Personal information
- Born: Mažeikiai, Lithuania
- Occupation(s): Strongman, arm wrestler
- Height: 1.78 m (5 ft 10 in)
- Weight: 145–148 kg (320–326 lb)

Sport
- Sport: Strongman

Medal record
Representing Lithuania
World's Strongest Man
| Qualified | 2010 World's Strongest Man |  |
| 7th | 2011 World's Strongest Man |  |
| 2nd | 2012 World's Strongest Man |  |
| 6th | 2013 World's Strongest Man |  |
Arnold Strongman Classic
| 1st | 2013 Arnold Strongman Classic |  |
| 4th | 2014 Arnold Strongman Classic |  |
| 3rd | 2016 Arnold Strongman Classic |  |
| 6th | 2017 Arnold Strongman Classic |  |
Europe's Strongest Man
| 2nd | 2012 Europe's Strongest Man |  |
| 2nd | 2013 Europe's Strongest Man |  |
| 10th | 2018 Europe's Strongest Man |  |
Arnold Pro Strongman World Series
| 3rd | 2013 Europe |  |
| 1st | 2016 Asia |  |
| 3rd | 2017 Forts de Warwick |  |
Giants Live
| 1st | 2010 Poland |  |
| 3rd | 2011 London |  |
| 1st | 2013 Poland |  |
| 5th | 2018 World Tour Finals |  |
Strongman Champions League
| 1st | 2011 SCL Finland |  |
| 2nd | 2011 SCL Bulgaria |  |
| 3rd | 2012 SCL Savickas Classic |  |
| 1st | 2013 SCL FIBO |  |
| 2nd | 2013 SCL Czech Republic |  |
| 3rd | 2013 SCL Portugal |  |
| 1st | 2017 SCL Overhead |  |
| 7th | 2107 SCL Truck Pull |  |
Ultimate Strongman
| 1st | 2017 Viking Apocalypse |  |
| 4th | 2018 Summermania |  |
World Log Lift Championships
| 3rd | 2011 WLLC |  |
| 3rd | 2012 WLLC |  |
Lithuania's Strongest Man
| 5th | 2007 Lithuania's Strongest Man |  |
| 3rd | 2009 Lithuania's Strongest Man |  |
| 2nd | 2010 Lithuania's Strongest Man |  |
| 2nd | 2011 Lithuania's Strongest Man |  |
| 2nd | 2012 Lithuania's Strongest Man |  |
| 1st | 2016 Lithuania's Strongest Man |  |
| 1st | 2018 Lithuania's Strongest Man |  |
Lithuanian Junior Championships
| 1st | 2005 LJC |  |
Highland Games
Representing Lithuania
Highlander Challenge
| 8th | 2011 Highlander Challenge |  |

= Vytautas Lalas =

Lithuanian strongman

Vytautas Lalas (born 21 July 1982) is a Lithuanian professional strongman. He is most notable for being the winner of the 2013 Arnold Strongman Classic and the runner-up at the 2012 World's Strongest Man.

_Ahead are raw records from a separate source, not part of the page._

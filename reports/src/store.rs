//! Client-side report collection.
//!
//! An ordered sequence keyed by report id. Every operation is synchronous
//! and total: patching or removing an id that is not present does nothing.

use crate::types::{Report, ReportChanges, ReportId};

/// Reports known to one mounted view, in service order
#[derive(Debug, Clone, Default, PartialEq)]
pub struct ReportStore {
    reports: Vec<Report>,
}

impl ReportStore {
    /// Create an empty store
    #[must_use]
    pub const fn new() -> Self {
        Self {
            reports: Vec::new(),
        }
    }

    /// Replace the whole collection with a fetch result
    ///
    /// Should the service list an id twice, the later entry wins and keeps
    /// the earlier position.
    pub fn load(&mut self, reports: Vec<Report>) {
        self.reports.clear();
        for report in reports {
            self.insert(report);
        }
    }

    /// Add a report with a service-confirmed id
    ///
    /// An id already present is replaced in place.
    pub fn insert(&mut self, report: Report) {
        match self.position(&report.id) {
            Some(index) => self.reports[index] = report,
            None => self.reports.push(report),
        }
    }

    /// Merge confirmed changes into a report. Returns whether it was present.
    pub fn patch(&mut self, id: &ReportId, changes: &ReportChanges) -> bool {
        self.reports
            .iter_mut()
            .find(|report| report.id == *id)
            .map(|report| report.apply(changes))
            .is_some()
    }

    /// Drop a report, returning it if it was present
    pub fn remove(&mut self, id: &ReportId) -> Option<Report> {
        self.position(id).map(|index| self.reports.remove(index))
    }

    /// Look up a report
    #[must_use]
    pub fn get(&self, id: &ReportId) -> Option<&Report> {
        self.reports.iter().find(|report| report.id == *id)
    }

    /// Whether `id` is present
    #[must_use]
    pub fn contains(&self, id: &ReportId) -> bool {
        self.position(id).is_some()
    }

    /// Reports in store order
    pub fn iter(&self) -> std::slice::Iter<'_, Report> {
        self.reports.iter()
    }

    /// Reports as a slice
    #[must_use]
    pub fn as_slice(&self) -> &[Report] {
        &self.reports
    }

    /// Number of reports
    #[must_use]
    pub fn len(&self) -> usize {
        self.reports.len()
    }

    /// True when the store holds no report
    #[must_use]
    pub fn is_empty(&self) -> bool {
        self.reports.is_empty()
    }

    fn position(&self, id: &ReportId) -> Option<usize> {
        self.reports.iter().position(|report| report.id == *id)
    }
}

impl<'a> IntoIterator for &'a ReportStore {
    type Item = &'a Report;
    type IntoIter = std::slice::Iter<'a, Report>;

    fn into_iter(self) -> Self::IntoIter {
        self.iter()
    }
}

impl FromIterator<Report> for ReportStore {
    fn from_iter<I: IntoIterator<Item = Report>>(iter: I) -> Self {
        let mut store = Self::new();
        store.load(iter.into_iter().collect());
        store
    }
}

Several strength analysts and historians regard Lalas as the best athlete to have never won World's Strongest Man title.

==Strongman==
===2007–2011===
Lalas started his career with Lithuania's Strongest Man competition in 2007 and emerged third by 2009. In his first international strongman competition, he won 2010 Giants Live Poland competition. This victory qualified Lalas for the 2010 World's Strongest Man competition in Sun City, South Africa, but he was unable to qualify for the finals, emerging third in his group.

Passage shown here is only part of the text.